First, the Digital Journalist has a brief update on the work being done on the newly recovered cache of Robert Capa's negatives:
"...Cynthia Young told me the negatives were in remarkably good shape. This was perhaps because of Mexico City's climate. The three suitcases were in a stable environment in an attic where it was dry and the "boxes" were not moved around. This is important because not only was the climate a factor, but the fact that the rolls of film were intact and in good shape will make the job of unraveling each roll that much easier. No chemical work is necessary, remarkable in itself considering the film is 70-year-old nitrate stock. According to conservation experts, the rolls are "like they were made yesterday. They are not brittle at all" – a good sign for the future when the photos will be put on public view. Once there is a digital image of each frame, the work on the roll is complete, and it is placed in cold storage to further protect the discovery. Importantly, because Capa and Taro kept extensive notes about the pictures they took, each suitcase, as we can see from these photos, had extensive notes about each roll of his and her film. Capa and Taro were good record keepers. Contact sheets were important to the way they worked. The extensive notebooks and tear sheets they kept are in the hands of the ICP, and the newly discovered rolls of film correspond to these notes and contact sheets. In some ways, Cynthia Young of ICP says, they do not expect many surprises from the Capa and Taro film. But even at this early date, the curators are able to see how in some cases a negative changed as it passed through the darkroom to become a print. In the future this will provide exciting material for scholars, journalists and the public.

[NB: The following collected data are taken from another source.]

//! Dispatch error types.

use thiserror::Error;

/// Errors surfaced by external collaborators during dispatch.
///
/// These never propagate out of the event loop; the dispatcher logs them
/// and emits the corresponding failure signal.
#[derive(Error, Debug)]
pub enum DispatchError {
    /// An outbound reply could not be submitted for delivery.
    #[error("reply delivery failed: {0}")]
    ReplyDelivery(String),
}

However, there is a strong belief that there will be surprises in the Chim photos because there is no complete record of what he shot. Curators are also making digital copies of each Chim photo. These represent about one-fifth of all the rediscovered negatives, and it is here where they expect to find something new...."And just as I finished writing this post, I came across another article - The Mexican Suitcase by Trisha Ziff on Zone Zero - the fascinating story, very well done, of tracking Capa's suitcase down in Mexico.
Next, on the album of photographs taken by Karl Hoecker, Adjutant to the Commandant of Auschwitz; Jim Hoerricks of the Forensic Photoshop blog has pointed out that next week's New Yorker has a story on them. My guess is that Jim did some work for the story on showing that Hoecker was indeed on the ramp at the railhead in Auschwitz - based on the evidence of the only other album of photographs from Auschwitz, the "Lili Jacob" album - and contrary to the evidence that was given at his trial, at which he received a lenient sentence as a result.
(Unfortunately, there are only some of the pictures online at the New Yorker - you'll need to by the magazine if you want to read the whole story...).